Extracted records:
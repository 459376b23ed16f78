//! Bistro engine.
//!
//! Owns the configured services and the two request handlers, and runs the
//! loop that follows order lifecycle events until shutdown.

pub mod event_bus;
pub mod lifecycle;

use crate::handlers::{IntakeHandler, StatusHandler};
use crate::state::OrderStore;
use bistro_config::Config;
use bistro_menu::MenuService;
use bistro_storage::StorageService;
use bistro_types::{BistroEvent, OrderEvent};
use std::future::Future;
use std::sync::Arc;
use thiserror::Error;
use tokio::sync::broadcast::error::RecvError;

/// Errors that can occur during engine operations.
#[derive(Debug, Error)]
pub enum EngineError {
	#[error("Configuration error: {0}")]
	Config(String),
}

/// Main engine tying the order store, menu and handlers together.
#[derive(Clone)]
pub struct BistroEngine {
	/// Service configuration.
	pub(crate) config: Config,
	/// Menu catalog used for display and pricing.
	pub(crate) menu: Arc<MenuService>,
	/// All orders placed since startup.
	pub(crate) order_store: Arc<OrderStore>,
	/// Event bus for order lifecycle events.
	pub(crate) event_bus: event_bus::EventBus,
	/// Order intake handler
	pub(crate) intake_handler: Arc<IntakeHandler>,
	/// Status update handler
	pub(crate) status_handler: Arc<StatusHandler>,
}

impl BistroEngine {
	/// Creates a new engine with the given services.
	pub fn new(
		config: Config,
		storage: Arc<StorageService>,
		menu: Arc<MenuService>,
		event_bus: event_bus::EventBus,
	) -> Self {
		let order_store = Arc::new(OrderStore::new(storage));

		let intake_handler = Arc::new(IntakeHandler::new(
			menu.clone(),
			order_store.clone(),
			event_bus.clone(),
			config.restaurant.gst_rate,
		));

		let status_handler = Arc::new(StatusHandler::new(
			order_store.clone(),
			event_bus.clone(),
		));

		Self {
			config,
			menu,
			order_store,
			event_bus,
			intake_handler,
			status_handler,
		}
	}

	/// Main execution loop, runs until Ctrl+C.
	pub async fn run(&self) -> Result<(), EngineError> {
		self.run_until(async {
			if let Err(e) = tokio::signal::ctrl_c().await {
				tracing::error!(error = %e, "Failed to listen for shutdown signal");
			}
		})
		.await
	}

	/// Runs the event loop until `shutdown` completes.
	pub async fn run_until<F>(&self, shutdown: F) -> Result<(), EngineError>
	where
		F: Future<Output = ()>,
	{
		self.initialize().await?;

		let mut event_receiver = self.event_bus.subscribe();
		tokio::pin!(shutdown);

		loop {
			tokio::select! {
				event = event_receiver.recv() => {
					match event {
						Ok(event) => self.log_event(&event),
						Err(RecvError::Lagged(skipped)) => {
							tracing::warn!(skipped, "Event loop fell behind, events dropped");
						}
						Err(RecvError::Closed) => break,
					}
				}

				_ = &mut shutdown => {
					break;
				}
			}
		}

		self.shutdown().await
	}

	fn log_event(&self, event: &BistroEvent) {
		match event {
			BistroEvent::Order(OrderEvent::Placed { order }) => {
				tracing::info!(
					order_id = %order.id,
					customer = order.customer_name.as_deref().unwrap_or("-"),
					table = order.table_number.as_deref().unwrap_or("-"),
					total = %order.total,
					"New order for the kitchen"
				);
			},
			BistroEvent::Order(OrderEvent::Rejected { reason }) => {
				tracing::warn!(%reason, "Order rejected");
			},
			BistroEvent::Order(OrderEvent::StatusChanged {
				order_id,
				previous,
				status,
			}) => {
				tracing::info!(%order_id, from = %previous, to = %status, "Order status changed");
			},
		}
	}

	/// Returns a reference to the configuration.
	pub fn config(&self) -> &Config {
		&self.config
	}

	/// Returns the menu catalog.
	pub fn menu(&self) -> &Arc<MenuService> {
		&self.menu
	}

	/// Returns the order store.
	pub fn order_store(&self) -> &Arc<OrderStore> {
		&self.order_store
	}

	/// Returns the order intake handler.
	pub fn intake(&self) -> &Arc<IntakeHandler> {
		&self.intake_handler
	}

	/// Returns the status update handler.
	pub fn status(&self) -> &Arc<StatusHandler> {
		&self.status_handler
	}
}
---
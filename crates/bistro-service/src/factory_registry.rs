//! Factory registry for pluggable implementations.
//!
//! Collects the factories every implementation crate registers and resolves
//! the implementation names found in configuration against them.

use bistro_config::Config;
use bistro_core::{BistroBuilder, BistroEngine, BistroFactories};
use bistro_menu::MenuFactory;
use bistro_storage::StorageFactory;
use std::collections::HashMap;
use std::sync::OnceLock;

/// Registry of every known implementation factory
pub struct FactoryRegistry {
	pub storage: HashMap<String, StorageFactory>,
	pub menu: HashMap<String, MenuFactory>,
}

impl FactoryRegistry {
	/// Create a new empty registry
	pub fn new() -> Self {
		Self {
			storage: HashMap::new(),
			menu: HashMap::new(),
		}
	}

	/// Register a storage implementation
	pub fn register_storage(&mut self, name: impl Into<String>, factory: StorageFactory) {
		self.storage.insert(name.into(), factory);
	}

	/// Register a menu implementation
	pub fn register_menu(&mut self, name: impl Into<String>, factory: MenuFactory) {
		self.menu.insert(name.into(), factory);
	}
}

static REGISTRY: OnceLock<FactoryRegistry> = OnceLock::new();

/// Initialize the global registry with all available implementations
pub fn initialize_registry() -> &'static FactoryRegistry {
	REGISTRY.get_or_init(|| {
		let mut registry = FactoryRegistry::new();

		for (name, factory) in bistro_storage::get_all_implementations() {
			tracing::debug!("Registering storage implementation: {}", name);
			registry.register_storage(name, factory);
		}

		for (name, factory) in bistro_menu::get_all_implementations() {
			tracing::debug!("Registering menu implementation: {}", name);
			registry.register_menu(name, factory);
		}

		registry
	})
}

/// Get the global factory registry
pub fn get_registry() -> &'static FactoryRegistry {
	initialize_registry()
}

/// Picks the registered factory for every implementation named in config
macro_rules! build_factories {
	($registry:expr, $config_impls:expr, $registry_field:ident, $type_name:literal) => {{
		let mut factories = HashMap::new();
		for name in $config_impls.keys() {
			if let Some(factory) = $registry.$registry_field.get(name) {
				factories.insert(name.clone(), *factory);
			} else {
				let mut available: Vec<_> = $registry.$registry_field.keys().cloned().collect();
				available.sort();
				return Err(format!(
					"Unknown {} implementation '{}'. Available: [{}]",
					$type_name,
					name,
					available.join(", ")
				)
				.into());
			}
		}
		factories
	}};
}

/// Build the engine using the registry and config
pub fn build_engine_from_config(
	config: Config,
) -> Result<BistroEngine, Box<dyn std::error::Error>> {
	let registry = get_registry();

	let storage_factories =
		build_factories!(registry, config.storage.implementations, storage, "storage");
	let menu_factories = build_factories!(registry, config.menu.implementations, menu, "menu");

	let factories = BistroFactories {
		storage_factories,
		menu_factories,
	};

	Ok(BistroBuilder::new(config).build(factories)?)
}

What the task asks: Your answer should be the lines above, from the line containing "let order_store = Arc::new(OrderStore::new(storage));" up to and including the line containing "pub async fn run(&self)", reproduced exactly and with nothing else.

Your response:
		let order_store = Arc::new(OrderStore::new(storage));

		let intake_handler = Arc::new(IntakeHandler::new(
			menu.clone(),
			order_store.clone(),
			event_bus.clone(),
			config.restaurant.gst_rate,
		));

		let status_handler = Arc::new(StatusHandler::new(
			order_store.clone(),
			event_bus.clone(),
		));

		Self {
			config,
			menu,
			order_store,
			event_bus,
			intake_handler,
			status_handler,
		}
	}

	/// Main execution loop, runs until Ctrl+C.
	pub async fn run(&self) -> Result<(), EngineError> {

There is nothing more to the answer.